A interação verbal tem esse caráter dinâmico e, ainda, um funcionamento em que locutor e ouvinte assumem posturas ativas. O locutor é, de certa forma “um respondente”, pois diz algo marcado por discursos anteriores. Não é o primeiro

locutor a abordar o objeto do discurso, e seu dizer “pressupõe não só a existência do sistema da língua que utiliza, mas também a existência dos enunciados anteriores - emanantes dele mesmo ou do outro” (BAKHTIN, 1997, p.291). Além disso, ele fala com certa intenção discursiva, certa pressuposição, certa expressividade, buscando afetar o ouvinte.

O ouvinte, por sua vez, não se mantém passivo enquanto o locutor enuncia. Ao contrário, ele assume uma postura responsiva ativa: “toda compreensão é prenhe de resposta e, de uma forma ou de outra, forçosamente a produz: o ouvinte torna-se locutor” (BAKHTIN, 1997, p. 290).

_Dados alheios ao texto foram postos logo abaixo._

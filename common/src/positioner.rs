use tracing::debug;

use crate::{
    actuator::ButtonActuator,
    config::ThermostatConfig,
    error::ActuatorError,
    types::{Button, Temperature},
};

/// Degrees above `max_temp` the device is assumed never to exceed. The reset
/// phase only reaches the floor if this holds.
pub const RESET_HEADROOM: Temperature = 2;

#[derive(Debug, Clone, Copy, PartialEq, Eq)]
pub struct PositionPlan {
    pub cooler_presses: u32,
    pub warmer_presses: u32,
    pub target: Temperature,
}

/// Drives the display to an absolute setting using only relative presses:
/// slam down to the floor, then count back up.
#[derive(Debug, Clone, Copy, PartialEq, Eq)]
pub struct TemperaturePositioner {
    min_temp: Temperature,
    max_temp: Temperature,
}

impl TemperaturePositioner {
    pub fn new(config: &ThermostatConfig) -> Self {
        Self {
            min_temp: config.min_temp,
            max_temp: config.max_temp.max(config.min_temp),
        }
    }

    pub fn clamp(&self, requested: Temperature) -> Temperature {
        requested.min(self.max_temp)
    }

    pub fn plan(&self, requested: Temperature) -> PositionPlan {
        let target = self.clamp(requested);
        let reset_span = self
            .max_temp
            .saturating_add(RESET_HEADROOM)
            .saturating_sub(self.min_temp);

        PositionPlan {
            cooler_presses: u32::try_from(reset_span).unwrap_or(0),
            warmer_presses: u32::try_from(target.saturating_sub(self.min_temp)).unwrap_or(0),
            target,
        }
    }

    /// Runs the whole press sequence. A bus failure aborts mid-sequence and
    /// leaves the device wherever it got to.
    pub fn apply<A>(
        &self,
        actuator: &mut A,
        requested: Temperature,
    ) -> Result<PositionPlan, ActuatorError>
    where
        A: ButtonActuator + ?Sized,
    {
        let plan = self.plan(requested);
        debug!(
            "positioning to {} ({} cooler, {} warmer)",
            plan.target, plan.cooler_presses, plan.warmer_presses
        );

        for _ in 0..plan.cooler_presses {
            actuator.press(Button::Cooler)?;
        }
        for _ in 0..plan.warmer_presses {
            actuator.press(Button::Warmer)?;
        }

        Ok(plan)
    }
}
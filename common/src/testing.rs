use embedded_hal::i2c::ErrorKind;

use crate::{actuator::ButtonActuator, error::ActuatorError, types::Button};

#[derive(Debug, Default)]
pub struct RecordingActuator {
    pub presses: Vec<Button>,
    fail_at: Option<usize>,
}

impl RecordingActuator {
    /// Succeeds for the first `presses` calls, then reports a bus fault.
    pub fn failing_at(presses: usize) -> Self {
        Self {
            presses: Vec::new(),
            fail_at: Some(presses),
        }
    }

    pub fn count(&self, button: Button) -> usize {
        self.presses.iter().filter(|pressed| **pressed == button).count()
    }
}

impl ButtonActuator for RecordingActuator {
    fn press(&mut self, button: Button) -> Result<(), ActuatorError> {
        if self.fail_at.is_some_and(|limit| self.presses.len() >= limit) {
            return Err(ActuatorError::bus(button, 0x09, ErrorKind::Other));
        }
        self.presses.push(button);
        Ok(())
    }
}
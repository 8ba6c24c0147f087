use std::{thread, time::Duration};

use chrono::Utc;
use chronotherm_common::{MqttConfig, Notifier, NotifyError};
use rumqttc::{Client, Event, Incoming, MqttOptions, QoS};
use serde::Serialize;
use tracing::{info, warn};

pub struct LogNotifier;

impl Notifier for LogNotifier {
    fn send(&mut self, subject: &str, body: &str) -> Result<(), NotifyError> {
        info!("notify: {subject} ({body})");
        Ok(())
    }
}

#[derive(Debug, Serialize)]
struct NotificationPayload<'a> {
    subject: &'a str,
    body: &'a str,
    #[serde(rename = "sentAt")]
    sent_at: String,
}

/// Publishes each outcome as JSON on one MQTT topic. The connection is driven
/// by a background thread so `send` only enqueues.
pub struct MqttNotifier {
    client: Client,
    topic: String,
}

impl MqttNotifier {
    pub fn connect(config: &MqttConfig) -> Self {
        let mut options = MqttOptions::new(config.client_id.clone(), config.host.clone(), config.port);
        options.set_keep_alive(Duration::from_secs(30));
        if !config.user.is_empty() {
            options.set_credentials(config.user.clone(), config.pass.clone());
        }

        let (client, mut connection) = Client::new(options, 16);
        thread::spawn(move || {
            for event in connection.iter() {
                match event {
                    Ok(Event::Incoming(Incoming::ConnAck(_))) => info!("mqtt connected"),
                    Ok(_) => {}
                    Err(err) => {
                        warn!("mqtt poll error: {err}");
                        thread::sleep(Duration::from_secs(2));
                    }
                }
            }
        });

        Self {
            client,
            topic: config.topic.clone(),
        }
    }
}

impl Notifier for MqttNotifier {
    fn send(&mut self, subject: &str, body: &str) -> Result<(), NotifyError> {
        let payload = serde_json::to_vec(&NotificationPayload {
            subject,
            body,
            sent_at: Utc::now().to_rfc3339(),
        })?;

        self.client
            .publish(self.topic.clone(), QoS::AtLeastOnce, false, payload)
            .map_err(|err| NotifyError::Transport(err.to_string()))
    }
}

#[cfg(test)]
mod tests {
    use super::*;

    #[test]
    fn payload_uses_camel_case_timestamp() {
        let payload = NotificationPayload {
            subject: "Program started",
            body: "Sent by heat",
            sent_at: "2024-12-25T09:01:00+00:00".to_string(),
        };

        let json: serde_json::Value = serde_json::to_value(&payload).unwrap();
        assert_eq!(json["subject"], "Program started");
        assert_eq!(json["body"], "Sent by heat");
        assert_eq!(json["sentAt"], "2024-12-25T09:01:00+00:00");
    }

    #[test]
    fn log_notifier_never_fails() {
        assert!(LogNotifier.send("Command missing", "Sent by heat").is_ok());
    }
}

Nesse sentido, quando pensamos na criança surda ressaltamos a importância da aquisição da Língua de Sinais o mais precocemente possível, uma vez que é ela que vai possibilitar a trajetória da linguagem socializada para a interiorizada.

A Língua de Sinais, por ser uma língua visual-espacial, é completamente acessível à criança surda, dessa forma, é por meio dela que a criança surda poderá adquirir mais facilmente a linguagem interiorizada. As Línguas de Sinais, assim como as línguas orais,

são línguas naturais, que utilizam o canal viso manual, criadas por comunidades surdas através de gerações. Estas línguas, sendo diferentes em cada comunidade, têm estruturas gramaticais próprias, independentes das línguas orais dos países em que são utilizadas. As Línguas de Sinais possuem todas as características das línguas orais como a polissemia, possibilidade de utilização de metáforas, piadas, jogos de linguagem e etc. (GOLDFELD, 1997, p.11).

Barroco (2007) estuda sobre da vida de pessoas surdas na Rússia, dimensionando a ciência e o atendimento educacional à época de Vigotski e anterior a ela, o que levou o autor a assumir dadas defesas para a educação de surdos. Ao reconhecer a participação dos surdos no trabalho enquanto sujeitos comuns, distanciando de uma perspectiva da invalidez e da filantropia, essa relação não era por serem minorias ou não, mas uma manifestação a favor da garantia de formas superiores de colaboração.

Em torno dos anos de 1930, Vigotski reconhece como essencial a interação entre a primeira língua (língua de sinais) e a língua dominante da sociedade (língua escrita e /ou falada), sendo que o resultado é a práticado bilinguismo,

uma realidade objetiva que se impunha. Defende que, ao se retirar da criança a comunicação ela ira ser deficiente em seus processos de pensar (BARROCO, 2007, p. 325).

Vários autores (SANCHEZ, 1990; BEHARES, 1993; MOURA, 1996; SKLIAR, 1997; e outros) ressaltam que a educação não é somente bilíngue, permanecendo no plano estritamente linguístico, mas é também bicultural, na medida em que os surdos, formando uma comunidade linguística minoritária, vão compartilhar valores culturais, hábitos e modos de socialização próprios.

Cabe lembrar que tanto a criança surda quanto os pais ouvintes estão em processo de apropriação da Língua de Sinais na interação com adultos surdos. Skliar (1997) refere a diferença de função que cumpre cada uma das línguas no intercâmbio social.